**Data for processing**:

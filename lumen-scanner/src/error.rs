use thiserror::Error;

#[derive(Error, Debug)]
pub enum ScanError {
    #[error("HTTP request failed: {0}")]
    HttpError(#[from] reqwest::Error),

    #[error("Unexpected HTTP status {status} for {url}")]
    HttpStatus { url: String, status: u16 },

    #[error("Request to {0} timed out")]
    Timeout(String),

    #[error("Invalid URL: {0}")]
    InvalidUrl(String),

    #[error("Invalid exclusion pattern: {0}")]
    InvalidPattern(#[from] globset::Error),

    #[error("Other error: {0}")]
    Other(String),
}

pub type Result<T> = std::result::Result<T, ScanError>;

**Instructions for the task**: In the entries, find every line holding "from" and copy it.

**Answer to the exercise**:
    HttpError(#[from] reqwest::Error),
    InvalidPattern(#[from] globset::Error),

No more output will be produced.